Output every line of the listing, exactly and completely.
Dataset records Start Marker
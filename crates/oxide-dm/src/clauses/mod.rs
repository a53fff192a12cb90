//! Clause rewriters registered with the ORM.
//!
//! Each rewriter replaces the default rendering of one named clause and
//! writes straight into the statement buffer.

mod in_list;
mod limit;
mod where_clause;

pub use in_list::build_in;
pub use limit::rewrite_limit;
pub use where_clause::{contains_boolean_keyword, promote_leading_condition, rewrite_where};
Dataset records End Marker
> [Response area]:
filename crates/oxide-dm/src/clauses/mod.rs
repository a53fff192a12cb90
//! Clause rewriters registered with the ORM.
//!
//! Each rewriter replaces the default rendering of one named clause and
//! writes straight into the statement buffer.

mod in_list;
mod limit;
mod where_clause;

pub use in_list::build_in;
pub use limit::rewrite_limit;
pub use where_clause::{contains_boolean_keyword, promote_leading_condition, rewrite_where};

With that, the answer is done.